RECORDS PROVIDED>

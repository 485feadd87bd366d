//! Structured configuration issues
//!
//! Configuration validation never fails outright. It returns a list of
//! [`ConfigIssue`]s and lets the caller decide whether to abort on errors
//! or just print warnings.

use std::fmt;

/// Severity level of a configuration issue.
#[derive(Debug, Clone, Copy, PartialEq, Eq)]
pub enum IssueLevel {
    /// Fatal: the configuration cannot work at all.
    Error,
    /// Non-fatal: the configuration works but may not behave as expected.
    Warning,
}

/// Identifies a specific configuration issue.
#[derive(Debug, Clone, Copy, PartialEq, Eq)]
pub enum ConfigIssueCode {
    /// `timeout_seconds` is zero: every agent would time out immediately.
    ZeroTimeout,
    /// `veto_override_threshold` is zero: any single veto could be overridden.
    ZeroOverrideThreshold,
    /// `test_coverage_minimum` exceeds 100 percent.
    CoverageOutOfRange,
    /// `active_agents` is present but empty.
    EmptyActiveList,
    /// An extra agent definition has no id.
    UnnamedDefinition,
    /// A command is configured for an agent that is not registered.
    CommandForUnknownAgent,
}

/// A detected issue in the configuration.
#[derive(Debug, Clone, PartialEq, Eq)]
pub struct ConfigIssue {
    pub level: IssueLevel,
    pub code: ConfigIssueCode,
    pub message: String,
}

impl ConfigIssue {
    pub fn error(code: ConfigIssueCode, message: impl Into<String>) -> Self {
        Self {
            level: IssueLevel::Error,
            code,
            message: message.into(),
        }
    }

    pub fn warning(code: ConfigIssueCode, message: impl Into<String>) -> Self {
        Self {
            level: IssueLevel::Warning,
            code,
            message: message.into(),
        }
    }

    pub fn is_error(&self) -> bool {
        self.level == IssueLevel::Error
    }
}

impl fmt::Display for ConfigIssue {
    fn fmt(&self, f: &mut fmt::Formatter<'_>) -> fmt::Result {
        let label = match self.level {
            IssueLevel::Error => "error",
            IssueLevel::Warning => "warning",
        };
        write!(f, "{}: {}", label, self.message)
    }
}
//! Console output formatter for review-gate reports

use crate::output::formatter::{ReportFormatter, StatsReport};
use colored::{ColoredString, Colorize};
use gate_application::{DetectionReport, RecordReport, ReviewReport};
use gate_domain::{
    AgentVerdict, ConfigIssue, ConsensusDecision, ConsensusResult, ProjectSignals, VerdictOrigin,
    VerdictStatus,
};

/// Languages listed in the detection summary
const TOP_LANGUAGES: usize = 5;

/// Formats reports for console display
pub struct ConsoleFormatter;

impl ConsoleFormatter {
    /// Format a detection report
    pub fn format_detection(report: &DetectionReport) -> String {
        let mut output = String::new();

        output.push_str(&Self::header("Agent Detection"));
        output.push('\n');
        output.push_str(&format!(
            "{} {}\n",
            "Project:".cyan().bold(),
            report.root.display()
        ));
        output.push_str(&Self::signals(&report.signals));

        let title = if report.active.is_explicit() {
            format!("Active Agents ({}, explicit list)", report.active.len())
        } else {
            format!("Active Agents ({})", report.active.len())
        };
        output.push_str(&Self::section_header(&title));
        for agent in report.active.iter() {
            let marker = if agent.always_active {
                "*".green()
            } else {
                "+".yellow()
            };
            output.push_str(&format!(
                "  {} {:<26} {}\n",
                marker,
                agent.id.bold(),
                agent.reason.to_string().dimmed()
            ));
        }

        if !report.inactive.is_empty() {
            output.push_str(&Self::section_header(&format!(
                "Inactive Agents ({})",
                report.inactive.len()
            )));
            for agent in &report.inactive {
                output.push_str(&format!(
                    "  {} {:<26} {}\n",
                    "-".dimmed(),
                    agent.id,
                    format!("needs {}", agent.rule).dimmed()
                ));
            }
        }

        output.push_str(&format!(
            "\n{}\n",
            format!("Registry version {}", report.active.registry_version()).dimmed()
        ));
        output
    }

    /// Format a review report
    pub fn format_review(report: &ReviewReport) -> String {
        let mut output = String::new();
        let outcome = &report.outcome;

        output.push_str(&Self::header("Review Gate"));
        output.push('\n');
        output.push_str(&format!(
            "{} {}\n{} {}\n",
            "Cycle:".cyan().bold(),
            outcome.cycle_id,
            "Project:".cyan().bold(),
            report.detection.root.display()
        ));

        output.push_str(&Self::section_header("Verdicts"));
        let mut verdicts: Vec<&AgentVerdict> = outcome.verdicts.iter().collect();
        verdicts.sort_by(|a, b| a.agent_id.cmp(&b.agent_id));
        for verdict in verdicts {
            output.push_str(&Self::verdict_line(verdict));
        }

        output.push_str(&Self::decision(&outcome.result));

        if let Some(metrics) = &report.metrics {
            output.push_str(&Self::metrics_note(metrics));
        }

        output.push_str(&Self::footer());
        output
    }

    /// Format agent statistics
    pub fn format_stats(report: &StatsReport) -> String {
        let mut output = String::new();

        output.push_str(&Self::header("Agent Statistics"));
        output.push('\n');

        if report.agents.iter().all(|s| s.reviews == 0) {
            output.push_str(&format!("{}\n", "No reviews recorded yet.".dimmed()));
        } else {
            output.push_str(&format!(
                "{:<28} {:>8} {:>9} {:>7} {:>9}\n",
                "Agent".bold(),
                "Reviews".bold(),
                "Approved".bold(),
                "Vetoed".bold(),
                "Veto rate".bold()
            ));
            for stats in &report.agents {
                output.push_str(&format!(
                    "{:<28} {:>8} {:>9} {:>7} {:>9}\n",
                    stats.agent_id,
                    stats.reviews,
                    stats.approvals,
                    stats.vetoes,
                    Self::percent(stats.veto_rate)
                ));
            }
        }

        if !report.top_veto_reasons.is_empty() {
            output.push_str(&Self::section_header("Top Veto Reasons"));
            for (rank, reason) in report.top_veto_reasons.iter().enumerate() {
                output.push_str(&format!(
                    "  {}. {} {}\n",
                    rank + 1,
                    reason.reason,
                    format!("({})", reason.count).dimmed()
                ));
            }
        }

        output.push_str(&Self::footer());
        output
    }

    /// Format configuration issues, one per line
    pub fn format_issues(issues: &[ConfigIssue]) -> String {
        issues
            .iter()
            .map(|issue| {
                if issue.is_error() {
                    format!("{} {}", "error:".red().bold(), issue.message)
                } else {
                    format!("{} {}", "warning:".yellow().bold(), issue.message)
                }
            })
            .collect::<Vec<_>>()
            .join("\n")
    }

    fn signals(signals: &ProjectSignals) -> String {
        let languages = signals
            .languages_by_count()
            .into_iter()
            .take(TOP_LANGUAGES)
            .map(|(ext, count)| format!("{} ({})", ext, count))
            .collect::<Vec<_>>();

        let mut output = String::new();
        output.push_str(&format!(
            "{} {} files, {} contributor(s)\n",
            "Size:".cyan().bold(),
            signals.file_count(),
            signals.contributor_count()
        ));
        output.push_str(&format!(
            "{} {}\n",
            "Languages:".cyan().bold(),
            Self::list_or_none(&languages)
        ));
        output.push_str(&format!(
            "{} {}\n",
            "Frameworks:".cyan().bold(),
            Self::list_or_none(&signals.frameworks().iter().cloned().collect::<Vec<_>>())
        ));
        output.push_str(&format!(
            "{} {}\n",
            "Patterns:".cyan().bold(),
            Self::list_or_none(&signals.patterns().iter().cloned().collect::<Vec<_>>())
        ));
        output
    }

    fn verdict_line(verdict: &AgentVerdict) -> String {
        let mut line = format!(
            "  {} {:<26} {}",
            Self::status_label(verdict.status),
            verdict.agent_id,
            verdict.reason
        );
        match verdict.origin {
            VerdictOrigin::Agent if verdict.is_veto() => {
                line.push_str(&format!(" {}", format!("[{}]", verdict.severity).dimmed()));
            }
            VerdictOrigin::Agent => {}
            VerdictOrigin::Timeout => line.push_str(&format!(" {}", "[no answer]".dimmed())),
            VerdictOrigin::AgentError => {
                line.push_str(&format!(" {}", "[validator failed]".dimmed()))
            }
        }
        line.push('\n');
        if let Some(evidence) = &verdict.evidence {
            line.push_str(&Self::indent(evidence, "      "));
            line.push('\n');
        }
        line
    }

    fn decision(result: &ConsensusResult) -> String {
        let label = match result.decision {
            ConsensusDecision::Approved => "APPROVED".green().bold(),
            ConsensusDecision::ApprovedWithOverride => "APPROVED (override)".yellow().bold(),
            ConsensusDecision::Blocked => "BLOCKED".red().bold(),
        };

        let mut output = format!(
            "\n{} {}  {}\n",
            "Decision:".cyan().bold(),
            label,
            result.summary().dimmed()
        );
        if result.overridden {
            output.push_str(&format!(
                "  {}\n",
                "A single veto was overridden; review it before merging.".yellow()
            ));
        } else if result.override_requested && result.is_blocked() {
            output.push_str(&format!(
                "  {}\n",
                "Override requested but not permitted for this cycle.".red()
            ));
        }
        output
    }

    fn metrics_note(metrics: &RecordReport) -> String {
        match &metrics.error {
            None => format!(
                "{}\n",
                format!("Recorded {} verdicts to metrics.", metrics.events_written).dimmed()
            ),
            Some(error) => format!(
                "{} {}\n",
                "Metrics not fully recorded:".yellow(),
                error
            ),
        }
    }

    fn status_label(status: VerdictStatus) -> ColoredString {
        match status {
            VerdictStatus::Approve => "APPROVE".green(),
            VerdictStatus::Veto => "VETO   ".red().bold(),
            VerdictStatus::Warn => "WARN   ".yellow(),
        }
    }

    fn percent(rate: Option<f64>) -> String {
        rate.map(|r| format!("{:.0}%", r * 100.0))
            .unwrap_or_else(|| "-".to_string())
    }

    fn list_or_none(items: &[String]) -> String {
        if items.is_empty() {
            "none".dimmed().to_string()
        } else {
            items.join(", ")
        }
    }

    fn header(title: &str) -> String {
        let line = "=".repeat(60);
        format!("{}\n{:^60}\n{}", line.cyan(), title.bold(), line.cyan())
    }

    fn section_header(title: &str) -> String {
        format!("\n{}\n{}\n", title.cyan().bold(), "-".repeat(40))
    }

    fn footer() -> String {
        format!("\n{}\n", "=".repeat(60).cyan())
    }

    /// Indent a multi-line string
    pub fn indent(text: &str, prefix: &str) -> String {
        text.lines()
            .map(|line| format!("{}{}", prefix, line))
            .collect::<Vec<_>>()
            .join("\n")
    }
}

impl ReportFormatter for ConsoleFormatter {
    fn detection(&self, report: &DetectionReport) -> String {
        Self::format_detection(report)
    }

    fn review(&self, report: &ReviewReport) -> String {
        Self::format_review(report)
    }

    fn stats(&self, report: &StatsReport) -> String {
        Self::format_stats(report)
    }
}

WHAT YOU ARE ASKED TO DO> Scan the records above. Return every line with "RecordReport" in it.

SOLUTION FOR THIS PROBLEM>
use gate_application::{DetectionReport, RecordReport, ReviewReport};
    fn metrics_note(metrics: &RecordReport) -> String {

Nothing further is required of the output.